▶ **DATA FOR THE TASK**:
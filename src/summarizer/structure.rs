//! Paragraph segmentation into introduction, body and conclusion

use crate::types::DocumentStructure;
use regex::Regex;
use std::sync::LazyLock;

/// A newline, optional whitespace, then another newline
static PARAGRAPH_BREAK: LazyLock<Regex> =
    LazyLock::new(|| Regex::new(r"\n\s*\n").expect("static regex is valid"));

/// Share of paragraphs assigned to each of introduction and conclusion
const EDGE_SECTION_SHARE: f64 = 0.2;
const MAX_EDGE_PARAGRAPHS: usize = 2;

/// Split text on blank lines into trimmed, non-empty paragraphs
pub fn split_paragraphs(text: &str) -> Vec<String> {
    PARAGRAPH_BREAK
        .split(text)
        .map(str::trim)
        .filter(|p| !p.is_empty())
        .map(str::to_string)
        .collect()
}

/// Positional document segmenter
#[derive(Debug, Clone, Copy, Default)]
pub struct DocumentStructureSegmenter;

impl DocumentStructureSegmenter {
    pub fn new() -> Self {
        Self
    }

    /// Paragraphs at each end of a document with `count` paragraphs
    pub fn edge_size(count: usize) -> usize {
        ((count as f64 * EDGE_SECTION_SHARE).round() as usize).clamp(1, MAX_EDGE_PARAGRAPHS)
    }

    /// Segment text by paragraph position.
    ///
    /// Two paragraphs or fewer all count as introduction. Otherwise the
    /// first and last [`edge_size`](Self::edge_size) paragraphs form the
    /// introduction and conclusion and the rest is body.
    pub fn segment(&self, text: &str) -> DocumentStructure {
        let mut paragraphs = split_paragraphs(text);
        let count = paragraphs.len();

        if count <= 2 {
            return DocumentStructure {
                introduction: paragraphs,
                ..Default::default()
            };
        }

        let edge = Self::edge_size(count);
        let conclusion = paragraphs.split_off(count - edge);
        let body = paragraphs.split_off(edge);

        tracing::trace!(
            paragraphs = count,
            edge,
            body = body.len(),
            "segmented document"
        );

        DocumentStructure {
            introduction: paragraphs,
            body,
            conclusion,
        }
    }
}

▶ **REQUIREMENT**: Calculate how many lines of the material include the string "Regex", and state that number by itself.

▶ **TASK OUTPUT**: 3